→ **Exercise goal**: Here is a block of entries. Write out its lines exactly, from the first through the one containing "let mode: Mode = std::env::args()".
++++ Data ++++
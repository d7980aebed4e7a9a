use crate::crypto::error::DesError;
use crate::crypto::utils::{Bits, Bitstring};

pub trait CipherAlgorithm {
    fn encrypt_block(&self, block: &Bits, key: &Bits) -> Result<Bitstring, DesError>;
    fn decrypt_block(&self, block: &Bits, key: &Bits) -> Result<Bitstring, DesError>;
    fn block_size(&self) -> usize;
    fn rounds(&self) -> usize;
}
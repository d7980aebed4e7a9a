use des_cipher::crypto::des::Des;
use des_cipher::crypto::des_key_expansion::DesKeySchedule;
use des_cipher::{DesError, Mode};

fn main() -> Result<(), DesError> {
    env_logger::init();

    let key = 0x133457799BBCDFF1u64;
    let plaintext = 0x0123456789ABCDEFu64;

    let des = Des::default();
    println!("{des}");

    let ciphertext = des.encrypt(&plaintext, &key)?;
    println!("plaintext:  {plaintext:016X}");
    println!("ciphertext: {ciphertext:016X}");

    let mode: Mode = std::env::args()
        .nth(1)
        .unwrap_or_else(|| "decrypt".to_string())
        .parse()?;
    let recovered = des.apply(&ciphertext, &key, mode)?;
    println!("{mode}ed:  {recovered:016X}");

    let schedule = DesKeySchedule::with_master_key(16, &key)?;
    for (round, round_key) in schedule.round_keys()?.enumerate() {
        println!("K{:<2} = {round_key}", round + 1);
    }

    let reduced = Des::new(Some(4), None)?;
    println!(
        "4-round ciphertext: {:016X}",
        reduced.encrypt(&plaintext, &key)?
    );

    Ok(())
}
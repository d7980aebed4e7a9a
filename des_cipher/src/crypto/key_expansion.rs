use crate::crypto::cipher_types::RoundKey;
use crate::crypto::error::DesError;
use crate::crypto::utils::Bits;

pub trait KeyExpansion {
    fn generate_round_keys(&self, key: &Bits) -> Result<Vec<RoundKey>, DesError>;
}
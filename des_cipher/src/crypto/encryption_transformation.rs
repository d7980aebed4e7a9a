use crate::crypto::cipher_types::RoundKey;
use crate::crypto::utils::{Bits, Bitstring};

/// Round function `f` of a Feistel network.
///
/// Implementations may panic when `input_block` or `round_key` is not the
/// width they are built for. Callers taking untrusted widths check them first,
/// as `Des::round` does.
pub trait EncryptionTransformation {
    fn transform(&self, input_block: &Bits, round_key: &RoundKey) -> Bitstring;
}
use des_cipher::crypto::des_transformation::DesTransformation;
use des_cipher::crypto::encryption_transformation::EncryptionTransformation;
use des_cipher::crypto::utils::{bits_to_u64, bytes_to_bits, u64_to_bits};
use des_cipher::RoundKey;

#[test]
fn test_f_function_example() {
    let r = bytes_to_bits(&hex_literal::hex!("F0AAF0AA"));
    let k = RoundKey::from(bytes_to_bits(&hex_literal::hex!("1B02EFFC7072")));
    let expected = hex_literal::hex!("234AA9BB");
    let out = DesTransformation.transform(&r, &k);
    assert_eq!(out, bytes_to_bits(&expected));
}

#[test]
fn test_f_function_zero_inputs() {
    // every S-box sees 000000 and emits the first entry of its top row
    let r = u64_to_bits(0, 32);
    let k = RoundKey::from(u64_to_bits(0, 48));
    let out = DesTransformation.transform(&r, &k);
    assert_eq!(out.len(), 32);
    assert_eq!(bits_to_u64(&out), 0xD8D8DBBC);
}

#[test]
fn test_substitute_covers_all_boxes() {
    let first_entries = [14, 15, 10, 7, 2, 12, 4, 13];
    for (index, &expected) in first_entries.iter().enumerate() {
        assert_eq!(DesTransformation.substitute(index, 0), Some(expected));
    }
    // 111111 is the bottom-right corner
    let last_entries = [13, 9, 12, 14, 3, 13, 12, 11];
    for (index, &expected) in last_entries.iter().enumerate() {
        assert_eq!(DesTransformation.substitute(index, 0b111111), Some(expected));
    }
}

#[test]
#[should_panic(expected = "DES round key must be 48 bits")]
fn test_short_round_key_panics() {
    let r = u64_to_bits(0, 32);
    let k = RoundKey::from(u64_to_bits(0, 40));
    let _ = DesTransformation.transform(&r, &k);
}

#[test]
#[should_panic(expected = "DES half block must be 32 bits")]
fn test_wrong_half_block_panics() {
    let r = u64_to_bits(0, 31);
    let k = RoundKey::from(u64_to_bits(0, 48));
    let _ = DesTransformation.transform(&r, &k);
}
++++
→ **Result for this task**:
repository d7980aebed4e7a9a
use crate::crypto::error::DesError;
use crate::crypto::utils::{Bits, Bitstring};

pub trait CipherAlgorithm {
    fn encrypt_block(&self, block: &Bits, key: &Bits) -> Result<Bitstring, DesError>;
    fn decrypt_block(&self, block: &Bits, key: &Bits) -> Result<Bitstring, DesError>;
    fn block_size(&self) -> usize;
    fn rounds(&self) -> usize;
}
repository d7980aebed4e7a9a
use des_cipher::crypto::des::Des;
use des_cipher::crypto::des_key_expansion::DesKeySchedule;
use des_cipher::{DesError, Mode};

fn main() -> Result<(), DesError> {
    env_logger::init();

    let key = 0x133457799BBCDFF1u64;
    let plaintext = 0x0123456789ABCDEFu64;

    let des = Des::default();
    println!("{des}");

    let ciphertext = des.encrypt(&plaintext, &key)?;
    println!("plaintext:  {plaintext:016X}");
    println!("ciphertext: {ciphertext:016X}");

    let mode: Mode = std::env::args()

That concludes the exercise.